use std::path::PathBuf;

use anyhow::{Context, Result};
use tokio::fs;
use tracing::{info, warn};
use tracing_subscriber::{layer::SubscriberExt, util::SubscriberInitExt};

use crate::config::AuditConfig;

/// Logs go to stderr; stdout carries only the report. `RUST_LOG` wins over `level`.
pub fn init_logging(level: &str, debug: bool) -> Result<()> {
    let level = if debug {
        tracing::Level::DEBUG
    } else {
        level.parse().context("Invalid log level")?
    };

    let _ = tracing_subscriber::registry()
        .with(
            tracing_subscriber::EnvFilter::try_from_default_env()
                .unwrap_or_else(|_| tracing_subscriber::EnvFilter::new(level.to_string())),
        )
        .with(tracing_subscriber::fmt::layer().with_writer(std::io::stderr))
        .try_init();

    Ok(())
}

pub struct LoadedConfig {
    pub config: AuditConfig,
    pub path: PathBuf,
}

pub async fn load_config(config_path: Option<&PathBuf>) -> Result<LoadedConfig> {
    let explicit = config_path.is_some();
    let config_path = match config_path {
        Some(path) => path.clone(),
        None => default_config_path(),
    };

    if config_path.exists() {
        let content = fs::read_to_string(&config_path)
            .await
            .with_context(|| format!("Failed to read config file {}", config_path.display()))?;
        let config = AuditConfig::from_yaml_str(&content)
            .with_context(|| format!("Failed to parse config file {}", config_path.display()))?;

        info!("Loaded configuration from: {}", config_path.display());
        Ok(LoadedConfig {
            config,
            path: config_path,
        })
    } else if explicit {
        anyhow::bail!("Config file not found: {}", config_path.display())
    } else {
        warn!(
            "Config file not found, using defaults: {}",
            config_path.display()
        );
        Ok(LoadedConfig {
            config: AuditConfig::default(),
            path: config_path,
        })
    }
}

// Priority: ./config/siteaudit.yaml > <config_dir>/siteaudit/config.yaml
fn default_config_path() -> PathBuf {
    let local = PathBuf::from("config/siteaudit.yaml");
    if local.exists() {
        return local;
    }
    match dirs::config_dir() {
        Some(mut path) => {
            path.push("siteaudit");
            path.push("config.yaml");
            path
        }
        None => local,
    }
}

→ **What the exercise asks**: Each line of the data is to be transcribed exactly, with nothing left out.

→ **Task result**:
use std::path::PathBuf;

use anyhow::{Context, Result};
use tokio::fs;
use tracing::{info, warn};
use tracing_subscriber::{layer::SubscriberExt, util::SubscriberInitExt};

use crate::config::AuditConfig;

/// Logs go to stderr; stdout carries only the report. `RUST_LOG` wins over `level`.
pub fn init_logging(level: &str, debug: bool) -> Result<()> {
    let level = if debug {
        tracing::Level::DEBUG
    } else {
        level.parse().context("Invalid log level")?
    };

    let _ = tracing_subscriber::registry()
        .with(
            tracing_subscriber::EnvFilter::try_from_default_env()
                .unwrap_or_else(|_| tracing_subscriber::EnvFilter::new(level.to_string())),
        )
        .with(tracing_subscriber::fmt::layer().with_writer(std::io::stderr))
        .try_init();

    Ok(())
}

pub struct LoadedConfig {
    pub config: AuditConfig,
    pub path: PathBuf,
}

pub async fn load_config(config_path: Option<&PathBuf>) -> Result<LoadedConfig> {
    let explicit = config_path.is_some();
    let config_path = match config_path {
        Some(path) => path.clone(),
        None => default_config_path(),
    };

    if config_path.exists() {
        let content = fs::read_to_string(&config_path)
            .await
            .with_context(|| format!("Failed to read config file {}", config_path.display()))?;
        let config = AuditConfig::from_yaml_str(&content)
            .with_context(|| format!("Failed to parse config file {}", config_path.display()))?;

        info!("Loaded configuration from: {}", config_path.display());
        Ok(LoadedConfig {
            config,
            path: config_path,
        })
    } else if explicit {
        anyhow::bail!("Config file not found: {}", config_path.display())
    } else {
        warn!(
            "Config file not found, using defaults: {}",
            config_path.display()
        );
        Ok(LoadedConfig {
            config: AuditConfig::default(),
            path: config_path,
        })
    }
}

// Priority: ./config/siteaudit.yaml > <config_dir>/siteaudit/config.yaml
fn default_config_path() -> PathBuf {
    let local = PathBuf::from("config/siteaudit.yaml");
    if local.exists() {
        return local;
    }
    match dirs::config_dir() {
        Some(mut path) => {
            path.push("siteaudit");
            path.push("config.yaml");
            path
        }
        None => local,
    }
}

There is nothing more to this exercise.